╭─ Provided entries

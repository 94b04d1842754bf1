// MIT License
//
// Copyright (c) 2025 Takatoshi Kondo
//
// Permission is hereby granted, free of charge, to any person obtaining a copy
// of this software and associated documentation files (the "Software"), to deal
// in the Software without restriction, including without limitation the rights
// to use, copy, modify, merge, publish, distribute, sublicense, and/or sell
// copies of the Software, and to permit persons to whom the Software is
// furnished to do so, subject to the following conditions:
//
// The above copyright notice and this permission notice shall be included in all
// copies or substantial portions of the Software.
//
// THE SOFTWARE IS PROVIDED "AS IS", WITHOUT WARRANTY OF ANY KIND, EXPRESS OR
// IMPLIED, INCLUDING BUT NOT LIMITED TO THE WARRANTIES OF MERCHANTABILITY,
// FITNESS FOR A PARTICULAR PURPOSE AND NONINFRINGEMENT. IN NO EVENT SHALL THE
// AUTHORS OR COPYRIGHT HOLDERS BE LIABLE FOR ANY CLAIM, DAMAGES OR OTHER
// LIABILITY, WHETHER IN AN ACTION OF CONTRACT, TORT OR OTHERWISE, ARISING FROM,
// OUT OF OR IN CONNECTION WITH THE SOFTWARE OR THE USE OR OTHER DEALINGS IN THE
// SOFTWARE.

use core::fmt;
use num_enum::TryFromPrimitive;

/// MQTT Control Packet type, the top nibble of the fixed header's first
/// byte. The crate only honors the subset of MQTT 3.1.1 packet types
/// TinyMqtt's broker and client session actually dispatch.
#[derive(Debug, PartialEq, Eq, Copy, Clone, TryFromPrimitive)]
#[repr(u8)]
pub enum PacketType {
    Connect = 1,
    Connack = 2,
    Publish = 3,
    Puback = 4,
    Subscribe = 8,
    Suback = 9,
    Unsubscribe = 10,
    Unsuback = 11,
    Pingreq = 12,
    Pingresp = 13,
    Disconnect = 14,
}

impl PacketType {
    /// Decode a packet type from a fixed-header byte (top nibble).
    pub fn from_header_byte(byte: u8) -> Result<Self, u8> {
        Self::try_from(byte >> 4).map_err(|_| byte >> 4)
    }

    /// The value this type occupies in the top nibble of a fixed-header byte.
    pub fn header_nibble(self) -> u8 {
        self as u8
    }
}

impl fmt::Display for PacketType {
    fn fmt(&self, f: &mut fmt::Formatter<'_>) -> fmt::Result {
        let s = match self {
            Self::Connect => "CONNECT",
            Self::Connack => "CONNACK",
            Self::Publish => "PUBLISH",
            Self::Puback => "PUBACK",
            Self::Subscribe => "SUBSCRIBE",
            Self::Suback => "SUBACK",
            Self::Unsubscribe => "UNSUBSCRIBE",
            Self::Unsuback => "UNSUBACK",
            Self::Pingreq => "PINGREQ",
            Self::Pingresp => "PINGRESP",
            Self::Disconnect => "DISCONNECT",
        };
        write!(f, "{s}")
    }
}
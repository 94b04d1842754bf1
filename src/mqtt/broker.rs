// MIT License
//
// Copyright (c) 2025 Takatoshi Kondo
//
// Permission is hereby granted, free of charge, to any person obtaining a copy
// of this software and associated documentation files (the "Software"), to deal
// in the Software without restriction, including without limitation the rights
// to use, copy, modify, merge, publish, distribute, sublicense, and/or sell
// copies of the Software, and to permit persons to whom the Software is
// furnished to do so, subject to the following conditions:
//
// The above copyright notice and this permission notice shall be included in all
// copies or substantial portions of the Software.
//
// THE SOFTWARE IS PROVIDED "AS IS", WITHOUT WARRANTY OF ANY KIND, EXPRESS OR
// IMPLIED, INCLUDING BUT NOT LIMITED TO THE WARRANTIES OF MERCHANTABILITY,
// FITNESS FOR A PARTICULAR PURPOSE AND NONINFRINGEMENT. IN NO EVENT SHALL THE
// AUTHORS OR COPYRIGHT HOLDERS BE LIABLE FOR ANY CLAIM, DAMAGES OR OTHER
// LIABILITY, WHETHER IN AN ACTION OF CONTRACT, TORT OR OTHERWISE, ARISING FROM,
// OUT OF OR IN CONNECTION WITH THE SOFTWARE OR THE USE OR OTHER DEALINGS IN THE
// SOFTWARE.

//! The broker: owns accepted sessions, local (in-process, transportless)
//! clients, the topic interner, and the optional upstream bridge. Nothing
//! here performs I/O beyond what [`ClientSession`] already does through its
//! [`Transport`] — `tick` just drives the accept loop and every session's
//! own `pump`, then reacts to whatever [`Event`]s come back.

use crate::mqtt::client::{ClientConfig, ClientSession, Event};
use crate::mqtt::error::{PublishError, SubscribeError};
use crate::mqtt::interner::StringInterner;
use crate::mqtt::packet::Qos;
use crate::mqtt::topic;
use crate::mqtt::transport::{Listener, Transport};
use crate::mqtt::common::tracing::{trace, warn};
use alloc::boxed::Box;
use alloc::string::String;
use alloc::vec::Vec;

/// Broker-wide configuration: optional credentials and the upstream bridge
/// target, if any.
#[derive(Debug, Clone)]
pub struct BrokerConfig {
    /// Non-empty to require a matching username on every CONNECT.
    pub username: Option<String>,
    /// Non-empty to require a matching password on every CONNECT.
    pub password: Option<String>,
}

impl Default for BrokerConfig {
    /// Matches the default `guest`/`guest` credentials.
    fn default() -> Self {
        Self {
            username: Some(String::from("guest")),
            password: Some(String::from("guest")),
        }
    }
}

/// Bridge connection lifecycle, mirroring spec.md's
/// `Disconnected -> Connecting -> Connected -> Disconnected` state machine.
#[derive(Debug, Clone, Copy, PartialEq, Eq)]
pub enum BridgeState {
    Disconnected,
    Connecting,
    Connected,
}

/// Opaque handle to a local (in-process, transportless) client attached to
/// a broker. Stable for the lifetime of the attachment; reused once the
/// slot is freed, just like topic-id reuse in the interner.
#[derive(Debug, Clone, Copy, PartialEq, Eq)]
pub struct LocalId(usize);
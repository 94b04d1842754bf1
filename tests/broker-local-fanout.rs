// MIT License
//
// Copyright (c) 2025 Takatoshi Kondo
//
// Permission is hereby granted, free of charge, to any person obtaining a copy
// of this software and associated documentation files (the "Software"), to deal
// in the Software without restriction, including without limitation the rights
// to use, copy, modify, merge, publish, distribute, sublicense, and/or sell
// copies of the Software, and to permit persons to whom the Software is
// furnished to do so, subject to the following conditions:
//
// The above copyright notice and this permission notice shall be included in all
// copies or substantial portions of the Software.
//
// THE SOFTWARE IS PROVIDED "AS IS", WITHOUT WARRANTY OF ANY KIND, EXPRESS OR
// IMPLIED, INCLUDING BUT NOT LIMITED TO THE WARRANTIES OF MERCHANTABILITY,
// FITNESS FOR A PARTICULAR PURPOSE AND NONINFRINGEMENT. IN NO EVENT SHALL THE
// AUTHORS OR COPYRIGHT HOLDERS BE LIABLE FOR ANY CLAIM, DAMAGES OR OTHER
// LIABILITY, WHETHER IN AN ACTION OF CONTRACT, TORT OR OTHERWISE, ARISING FROM,
// OUT OF OR IN CONNECTION WITH THE SOFTWARE OR THE USE OR OTHER DEALINGS IN THE
// SOFTWARE.

mod common;

use common::QueueListener;
use tinymqtt::mqtt::packet::Qos;
use tinymqtt::mqtt::{Broker, BrokerConfig};

#[test]
fn two_local_clients_fan_out_through_wildcard_subscription() {
    let mut broker = Broker::new(QueueListener::new(), BrokerConfig::default());

    let a = broker.attach_local("A");
    let b = broker.attach_local("B");

    broker
        .subscribe_local(a, "room/+/temp", Qos::AtMostOnce)
        .unwrap();

    broker
        .publish_local(b, "room/kitchen/temp", b"21")
        .unwrap();

    let deliveries = broker.drain_local_deliveries(a);
    assert_eq!(deliveries, vec![("room/kitchen/temp".to_string(), b"21".to_vec())]);
    assert!(broker.drain_local_deliveries(b).is_empty());
}

#[test]
fn non_matching_topic_does_not_deliver() {
    let mut broker = Broker::new(QueueListener::new(), BrokerConfig::default());
    let a = broker.attach_local("A");
    let b = broker.attach_local("B");

    broker.subscribe_local(a, "room/kitchen/temp", Qos::AtMostOnce).unwrap();
    broker.publish_local(b, "room/lounge/temp", b"19").unwrap();

    assert!(broker.drain_local_deliveries(a).is_empty());
}

#[test]
fn unsubscribe_stops_further_delivery() {
    let mut broker = Broker::new(QueueListener::new(), BrokerConfig::default());
    let a = broker.attach_local("A");
    let b = broker.attach_local("B");

    broker.subscribe_local(a, "x", Qos::AtMostOnce).unwrap();
    broker.unsubscribe_local(a, "x").unwrap();
    broker.publish_local(b, "x", b"v").unwrap();

    assert!(broker.drain_local_deliveries(a).is_empty());
}
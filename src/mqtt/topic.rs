// MIT License
//
// Copyright (c) 2025 Takatoshi Kondo
//
// Permission is hereby granted, free of charge, to any person obtaining a copy
// of this software and associated documentation files (the "Software"), to deal
// in the Software without restriction, including without limitation the rights
// to use, copy, modify, merge, publish, distribute, sublicense, and/or sell
// copies of the Software, and to permit persons to whom the Software is
// furnished to do so, subject to the following conditions:
//
// The above copyright notice and this permission notice shall be included in all
// copies or substantial portions of the Software.
//
// THE SOFTWARE IS PROVIDED "AS IS", WITHOUT WARRANTY OF ANY KIND, EXPRESS OR
// IMPLIED, INCLUDING BUT NOT LIMITED TO THE WARRANTIES OF MERCHANTABILITY,
// FITNESS FOR A PARTICULAR PURPOSE AND NONINFRINGEMENT. IN NO EVENT SHALL THE
// AUTHORS OR COPYRIGHT HOLDERS BE LIABLE FOR ANY CLAIM, DAMAGES OR OTHER
// LIABILITY, WHETHER IN AN ACTION OF CONTRACT, TORT OR OTHERWISE, ARISING FROM,
// OUT OF OR IN CONNECTION WITH THE SOFTWARE OR THE USE OR OTHER DEALINGS IN THE
// SOFTWARE.

//! Topic filter matching against `+`, `#` wildcards.

/// Returns true if `filter` matches `topic` under MQTT 3.1.1 rules.
///
/// `+` matches exactly one segment, `#` (legal only as the final
/// segment) matches that segment and everything below it. A filter
/// starting with `+` or `#` never matches a topic whose first segment
/// starts with `$`, so system topics stay invisible to broad
/// subscriptions.
pub fn matches(filter: &str, topic: &str) -> bool {
    if (filter.starts_with('+') || filter.starts_with('#')) && topic.starts_with('$') {
        return false;
    }

    let mut f = filter.split('/');
    let mut t = topic.split('/');

    loop {
        match (f.next(), t.next()) {
            (Some("#"), _) => return true,
            (Some("+"), Some(_)) => continue,
            (Some(fs), Some(ts)) => {
                if fs != ts {
                    return false;
                }
            }
            (Some(_), None) => return false,
            (None, Some(_)) => return false,
            (None, None) => return true,
        }
    }
}

/// Validates a subscription filter: `#` may only appear alone as the
/// final segment, `+` may only occupy a whole segment.
pub fn is_valid_filter(filter: &str) -> bool {
    if filter.is_empty() {
        return false;
    }
    let segments: alloc::vec::Vec<&str> = filter.split('/').collect();
    for (i, seg) in segments.iter().enumerate() {
        if seg.contains('#') && (*seg != "#" || i != segments.len() - 1) {
            return false;
        }
        if seg.contains('+') && *seg != "+" {
            return false;
        }
    }
    true
}

#[cfg(test)]
mod tests {
    use super::*;

    #[test]
    fn exact_match() {
        assert!(matches("a/b/c", "a/b/c"));
        assert!(!matches("a/b/c", "a/b/d"));
    }

    #[test]
    fn plus_matches_one_segment() {
        assert!(matches("a/+/c", "a/b/c"));
        assert!(!matches("a/+/c", "a/b/c/d"));
        assert!(!matches("a/+", "a"));
    }

    #[test]
    fn hash_matches_remainder() {
        assert!(matches("a/#", "a"));
        assert!(matches("a/#", "a/b"));
        assert!(matches("a/#", "a/b/c"));
        assert!(matches("#", "a/b/c"));
    }

    #[test]
    fn system_topics_are_hidden_from_wildcards() {
        assert!(!matches("#", "$SYS/broker/uptime"));
        assert!(!matches("+/broker/uptime", "$SYS/broker/uptime"));
        assert!(matches("$SYS/#", "$SYS/broker/uptime"));
    }

    #[test]
    fn validates_wildcard_placement() {
        assert!(is_valid_filter("a/+/#"));
        assert!(!is_valid_filter("a/#/b"));
        assert!(!is_valid_filter("a/b+"));
        assert!(!is_valid_filter(""));
    }
}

╰─

_Assignment_:
Up to and including the line with "3.1.1 packet types", repeat the entries exactly, beginning at their first line.

_Response area_:
repository 94b04d1842754bf1
// MIT License
//
// Copyright (c) 2025 Takatoshi Kondo
//
// Permission is hereby granted, free of charge, to any person obtaining a copy
// of this software and associated documentation files (the "Software"), to deal
// in the Software without restriction, including without limitation the rights
// to use, copy, modify, merge, publish, distribute, sublicense, and/or sell
// copies of the Software, and to permit persons to whom the Software is
// furnished to do so, subject to the following conditions:
//
// The above copyright notice and this permission notice shall be included in all
// copies or substantial portions of the Software.
//
// THE SOFTWARE IS PROVIDED "AS IS", WITHOUT WARRANTY OF ANY KIND, EXPRESS OR
// IMPLIED, INCLUDING BUT NOT LIMITED TO THE WARRANTIES OF MERCHANTABILITY,
// FITNESS FOR A PARTICULAR PURPOSE AND NONINFRINGEMENT. IN NO EVENT SHALL THE
// AUTHORS OR COPYRIGHT HOLDERS BE LIABLE FOR ANY CLAIM, DAMAGES OR OTHER
// LIABILITY, WHETHER IN AN ACTION OF CONTRACT, TORT OR OTHERWISE, ARISING FROM,
// OUT OF OR IN CONNECTION WITH THE SOFTWARE OR THE USE OR OTHER DEALINGS IN THE
// SOFTWARE.

use core::fmt;
use num_enum::TryFromPrimitive;

/// MQTT Control Packet type, the top nibble of the fixed header's first
/// byte. The crate only honors the subset of MQTT 3.1.1 packet types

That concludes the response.